Autonomous vehicles (AVs) may trigger wide-ranging changes in public transit and parking systems in coming years. As part of a recent project, U of M researchers held in-depth discussions with planning practitioners from the Minneapolis–Saint Paul metropolitan area to learn what they think the biggest challenges and opportunities will be. While opinions differed about the specifics, all the participants agreed that AVs will have significant impacts for the region and believe corresponding planning policies need to be developed.
The research team, led by Assistant Professor Jason Cao of the Humphrey School of Public Affairs, began with a literature review of the general effects of AVs as well as those related to transit and parking.
They found that the expected influences of AV on transit are complicated: some researchers believe AVs would substantially decrease transit ridership, but others say AVs would attract riders by solving the first-mile, last-mile issue. Regarding parking, some researchers predict major decreases in demand—some even contend that the development of shared AVs will eliminate the need for parking entirely.
Based on these results, the team then organized two focus groups with representatives of different agencies and sub-regions of the metro area.
In the transit focus group, “almost all the participants agreed that AVs will decrease the cost and increase the efficiency of operating public transit, especially in suburban areas,” Cao says. Without drivers, service hours could be expanded.

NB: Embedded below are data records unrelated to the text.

//! Accessibility rule checks over one parsed page.
//!
//! Every check is a plain function `check_*(url, &Document) -> Vec<Issue>`.
//! [`RuleEngine`] runs them in a fixed order and isolates them from each
//! other: a check that panics is logged and contributes no issues, and the
//! remaining checks still run.

pub mod aria;
pub mod buttons;
pub mod contrast;
pub mod forms;
pub mod headings;
pub mod images;
pub mod links;
pub mod structure;
pub mod stylesheet;

pub use aria::check_aria;
pub use buttons::check_buttons;
pub use contrast::check_contrast;
pub use forms::check_form_labels;
pub use headings::check_headings;
pub use images::check_image_alt;
pub use links::check_links;
pub use structure::{check_document_structure, check_roles};
pub use stylesheet::{BlockParser, CssRule, StylesheetParser, check_stylesheet_contrast};

use crate::model::{Issue, UNTITLED_PAGE};
use lumen_scanner::Document;
use std::any::Any;
use std::panic::{AssertUnwindSafe, catch_unwind};
use tracing::warn;

pub type CheckFn = fn(&str, &Document) -> Vec<Issue>;

/// A named rule check.
#[derive(Clone, Copy)]
pub struct Check {
    pub name: &'static str,
    /// Human-readable label for progress logs.
    pub label: &'static str,
    pub run: CheckFn,
}

/// Label reported for the `<style>` block pass.
pub const STYLESHEET_LABEL: &str = "Stylesheets";

pub struct RuleEngine {
    checks: Vec<Check>,
    stylesheet_parser: Option<Box<dyn StylesheetParser>>,
}

impl RuleEngine {
    /// The seven page checks in their reporting order, followed by the
    /// stylesheet contrast pass over inline `<style>` blocks.
    pub fn standard() -> Self {
        Self {
            checks: vec![
                Check { name: "contrast", label: "Contrast", run: check_contrast },
                Check { name: "image_alt", label: "Image alt text", run: check_image_alt },
                Check { name: "links", label: "Links", run: check_links },
                Check { name: "buttons", label: "Buttons", run: check_buttons },
                Check { name: "form_labels", label: "Form labels", run: check_form_labels },
                Check { name: "headings", label: "Headings", run: check_headings },
                Check { name: "aria", label: "ARIA", run: check_aria },
            ],
            stylesheet_parser: Some(Box::new(BlockParser)),
        }
    }

    /// [`standard`](Self::standard) plus the structure checks, which run
    /// after the seven page checks and before the stylesheet pass.
    pub fn extended() -> Self {
        let mut engine = Self::standard();
        engine.checks.extend(structure_checks());
        engine
    }

    /// An engine with only the given checks and no stylesheet pass.
    pub fn with_checks(checks: Vec<Check>) -> Self {
        Self {
            checks,
            stylesheet_parser: None,
        }
    }

    pub fn with_stylesheet_parser(mut self, parser: Box<dyn StylesheetParser>) -> Self {
        self.stylesheet_parser = Some(parser);
        self
    }

    pub fn checks(&self) -> &[Check] {
        &self.checks
    }

    pub fn run(&self, url: &str, document: &Document) -> Vec<Issue> {
        self.run_with(url, document, |_, _| {})
    }

    /// Runs every check and calls `on_check(label, found)` after each one.
    pub fn run_with(
        &self,
        url: &str,
        document: &Document,
        mut on_check: impl FnMut(&str, usize),
    ) -> Vec<Issue> {
        let mut issues = Vec::new();

        for check in &self.checks {
            let found = guarded(check.name, url, || (check.run)(url, document));
            on_check(check.label, found.len());
            issues.extend(found);
        }

        if let Some(parser) = self.stylesheet_parser.as_deref() {
            let found = guarded("stylesheet_contrast", url, || {
                let title = page_title(document);
                document
                    .elements_by_tag("style")
                    .flat_map(|style| check_stylesheet_contrast(url, &title, &style.text(), parser))
                    .collect()
            });
            on_check(STYLESHEET_LABEL, found.len());
            issues.extend(found);
        }

        issues
    }

    /// Contrast pass over a standalone stylesheet, e.g. one posted for a
    /// single-document check. Falls back to [`BlockParser`].
    pub fn check_css(&self, url: &str, title: &str, css: &str) -> Vec<Issue> {
        let parser: &dyn StylesheetParser = self.stylesheet_parser.as_deref().unwrap_or(&BlockParser);
        guarded("stylesheet_contrast", url, || {
            check_stylesheet_contrast(url, title, css, parser)
        })
    }
}

pub fn structure_checks() -> [Check; 2] {
    [
        Check { name: "aria_roles", label: "ARIA roles", run: check_roles },
        Check { name: "document_structure", label: "Document structure", run: check_document_structure },
    ]
}

impl Default for RuleEngine {
    fn default() -> Self {
        Self::standard()
    }
}

fn guarded(name: &str, url: &str, check: impl FnOnce() -> Vec<Issue>) -> Vec<Issue> {
    match catch_unwind(AssertUnwindSafe(check)) {
        Ok(issues) => issues,
        Err(payload) => {
            warn!(
                "Check {} failed on {}: {}",
                name,
                url,
                panic_message(payload.as_ref())
            );
            Vec::new()
        }
    }
}

pub(crate) fn panic_message(payload: &(dyn Any + Send)) -> String {
    payload
        .downcast_ref::<&str>()
        .map(|s| s.to_string())
        .or_else(|| payload.downcast_ref::<String>().cloned())
        .unwrap_or_else(|| "unknown panic".to_string())
}

pub(crate) fn page_title(document: &Document) -> String {
    document
        .title()
        .unwrap_or_else(|| UNTITLED_PAGE.to_string())
}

Participants acknowledged the potential of AVs to serve people with disabilities but noted that technology cannot easily replace certain roles of transit drivers. “Merely having the AV technology is far less than enough to provide a proper ADA service due to the lack of human caregiving,” Cao says. Other participants, however, pointed out that AVs could free drivers from their current driving tasks and allow them to focus on escorting and caregiving, which might be more beneficial to passengers.
Participants also noted how drivers provide a perception of safety and sense of community that cannot be offered easily by driverless transit. “So,” Cao says, “a tradeoff needs to be made between reducing numbers of drivers to decrease costs and maintaining the benefits of having human drivers.”
The most pressing transit issue identified by the transit focus group is the funding structure of transit, especially in Minnesota. If shared AVs become prevalent, the number of vehicles sold—and sales taxes—may decline, Cao says.
The parking focus group members differed on whether the demand for parking will decrease or increase. Most participants agreed that future demand depends on whether vehicles are owned or shared. If a vehicle is owned, it might be sent home or to a different location by its owner and return for pickups when needed. If a vehicle is shared, it would circulate among different users and only appear for pickups and drop-offs.
To cope with the potential increase in congestion, the focus group raised two possible solutions. The first one is imposing a congestion pricing mechanism that charges people when they send an empty car on the road. The other solution is to build peripheral parking near popular destinations but on lower-priced land.
Many participants of both groups said the perception of safety is essential and doubted whether people would be willing to give up control of the vehicle, Cao adds.
Other members of the research team were graduate student Xinyi Wu and co-investigator Frank Douma, director of the State and Local Policy Program. The project was funded by CTS.